This Christmas was everything but contemplative and quiet. On Christmas Eve my parents came over. At first Sam was restless and kept barking, but we knew he would settle down eventually. He did, and everything seemed fine.
When my mother stood up from the table to follow me into the kitchen, Sam jumped on her. She lost her balance and hit a doorframe with her elbow. She will see a doctor about this today, so I know it hurts pretty bad.
This was the proverbial straw that broke the camel’s back, or my back, in this case. The straw that had kept piling up since Sam came to live with us. Every time I had to put him in a separate room to keep him from attacking postmen, neighbors, friends or relatives added straw. Every time he kept pulling on the leash during our walks so my husband and I ended up tense and nervous and I struggled to keep up with the pack (I am using a walker) added straw. Every time he barks wildly at the door or the windows when a car or a neighbor passes the house added straw. Every time he tried to attack bikers or joggers added straw. Right now, I don’t care that Sam is sweet, affectionate and cuddly with us. I don’t care that my husband takes the blame for what happened on Christmas Eve and says he didn’t pay enough attention to Sam. I don’t care everyone says we are Sam’s last chance. It never should have happened and I feel so discouraged and helpless and don’t know what to do.

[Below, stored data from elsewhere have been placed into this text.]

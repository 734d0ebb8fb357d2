//! A `Compaction` describes one planned merge: an input level `L`, the files chosen from `L`
//! and `L+1` ("parent" inputs 0 and 1), and the `VersionEdit` that will record the result. Most
//! of its methods exist to let the compaction driver decide, key by key, whether it is safe to
//! drop a deletion marker (`is_base_level_for`) and whether the current output file has grown
//! large enough that a grandparent-overlap budget says to start a new one
//! (`should_stop_before`).

use std::cmp::Ordering;
use std::rc::Rc;

use crate::cmp::{Cmp, InternalKeyCmp};
use crate::key_types::{parse_internal_key, InternalKey, UserKey};
use crate::options::Options;
use crate::types::{Shared, NUM_LEVELS};
use crate::version::{FileMetaHandle, Version};
use crate::version_edit::VersionEdit;

pub struct Compaction {
    pub level: usize,
    max_file_size: usize,
    pub input_version: Option<Shared<Version>>,
    level_ixs: [usize; NUM_LEVELS],
    cmp: Rc<Box<dyn Cmp>>,

    /// "parent" inputs: `inputs[0]` from `level`, `inputs[1]` from `level + 1`.
    pub inputs: [Vec<FileMetaHandle>; 2],
    grandparent_ix: usize,
    /// Files from `level + 2`, if that level exists, used to bound output file size.
    grandparents: Option<Vec<FileMetaHandle>>,
    overlapped_bytes: usize,
    seen_key: bool,
    pub edit: VersionEdit,
}

impl Compaction {
    /// `opt.cmp` must be the user-supplied (not internal-key) comparator.
    pub fn new(opt: &Options, level: usize) -> Compaction {
        Compaction {
            level,
            max_file_size: opt.max_file_size,
            input_version: None,
            level_ixs: Default::default(),
            cmp: opt.cmp.clone(),

            inputs: Default::default(),
            grandparent_ix: 0,
            grandparents: Default::default(),
            overlapped_bytes: 0,
            seen_key: false,
            edit: VersionEdit::new(),
        }
    }

    pub fn set_grandparents(&mut self, grandparents: Vec<FileMetaHandle>) {
        self.grandparents = Some(grandparents);
    }

    /// Marks the current input files as deleted in the inner `VersionEdit`.
    pub fn add_input_deletions(&mut self) {
        for parent in 0..2 {
            for f in &self.inputs[parent] {
                self.edit.delete_file(self.level + parent, f.borrow().num);
            }
        }
    }

    pub fn input(&self, parent: usize, i: usize) -> FileMetaHandle {
        assert!(parent < 2);
        assert!(i < self.inputs[parent].len());
        self.inputs[parent][i].clone()
    }

    /// Returns whether `k` cannot exist in any level beyond this compaction's outputs — i.e.
    /// whether a deletion marker for `k` may be dropped entirely rather than carried forward.
    pub fn is_base_level_for(&mut self, k: UserKey) -> bool {
        if let Some(ref inp_version) = self.input_version {
            for level in self.level + 2..NUM_LEVELS {
                let files = &inp_version.borrow().files[level];
                while self.level_ixs[level] < files.len() {
                    let f = files[self.level_ixs[level]].borrow();
                    if self.cmp.cmp(k, parse_internal_key(&f.largest).2) <= Ordering::Equal {
                        if self.cmp.cmp(k, parse_internal_key(&f.smallest).2) >= Ordering::Equal {
                            return false;
                        }
                        break;
                    }
                    self.level_ixs[level] += 1;
                }
            }
            true
        } else {
            unreachable!("is_base_level_for called before input_version was set")
        }
    }

    pub fn num_inputs(&self, parent: usize) -> usize {
        assert!(parent < 2);
        self.inputs[parent].len()
    }

    /// A trivial move just renames a single L-file into L+1 without rewriting anything, and is
    /// only safe when it won't blow up the grandparent-overlap budget.
    pub fn is_trivial_move(&self) -> bool {
        let inputs_size: usize = self
            .grandparents
            .as_ref()
            .map(|gp| gp.iter().fold(0, |a, f| a + f.borrow().size))
            .unwrap_or(0);
        self.num_inputs(0) == 1 && self.num_inputs(1) == 0 && inputs_size < 10 * self.max_file_size
    }

    /// Returns true once accumulated overlap with the grandparent level since the last output
    /// file started exceeds the `10 * max_file_size` budget, in which case the current output
    /// should be closed and a new one started before writing `k`.
    pub fn should_stop_before(&mut self, k: InternalKey) -> bool {
        assert!(self.grandparents.is_some());
        let grandparents = self.grandparents.as_ref().unwrap();
        let icmp = InternalKeyCmp(self.cmp.clone());
        while self.grandparent_ix < grandparents.len()
            && icmp.cmp(k, &grandparents[self.grandparent_ix].borrow().largest) == Ordering::Greater
        {
            if self.seen_key {
                self.overlapped_bytes += grandparents[self.grandparent_ix].borrow().size;
            }
            self.grandparent_ix += 1;
        }
        self.seen_key = true;

        if self.overlapped_bytes > 10 * self.max_file_size {
            self.overlapped_bytes = 0;
            true
        } else {
            false
        }
    }
}

#[cfg(test)]
mod tests {
    use super::*;
    use crate::version::testutil::new_file;

    #[test]
    fn test_is_trivial_move() {
        let opt = Options::for_test();
        let mut c = Compaction::new(&opt, 1);
        c.inputs[0] = vec![new_file(1, b"a", 1, b"b", 2)];
        c.set_grandparents(vec![]);
        assert!(c.is_trivial_move());

        c.inputs[1] = vec![new_file(2, b"a", 1, b"b", 2)];
        assert!(!c.is_trivial_move());
    }

    #[test]
    fn test_should_stop_before_budget() {
        let mut opt = Options::for_test();
        opt.max_file_size = 10;
        let mut c = Compaction::new(&opt, 1);
        c.set_grandparents(vec![
            new_file(10, b"a", 0, b"m", 1),
            new_file(11, b"n", 0, b"z", 1),
        ]);
        // grandparent files are ~163840 bytes each (see testutil::new_file), comfortably over
        // the 10*max_file_size=100 byte budget once both have been passed.
        use crate::key_types::LookupKey;
        assert!(!c.should_stop_before(LookupKey::new(b"b", 5).internal_key()));
        assert!(c.should_stop_before(LookupKey::new(b"z", 5).internal_key()));
    }
}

On Christmas Day, we drove to my sister-in-law, who lives a about 115 km from here. As a christmas present we were told she is seven weeks pregnant. Bummer. We are involuntarily childless, so this announcement reopened many old wounds. A hasty retreat wasn’ t an option, we all had been invited to stay the night. Because of the events of Christmas Eve, I was even more tense and had a close eye on Sam. The guest bed was really hard and uncomfortable, we called it a night at five thirty in the morning and tried to leave the house silently to drive home. The car had other plans, the battery was dead. When we rang the doorbell to get in again, we woke everybody in the house. My husband managed to sleep a few hours after that, my night was over. About nine in the morning, my brother-brother-in-law helped us to jump start our car from his own vehicle and we finally were on our way home.
From today until New Year’s Eve it’s business as usual, my husband has to work. I really hope nothing else happens and my nerves can calm down.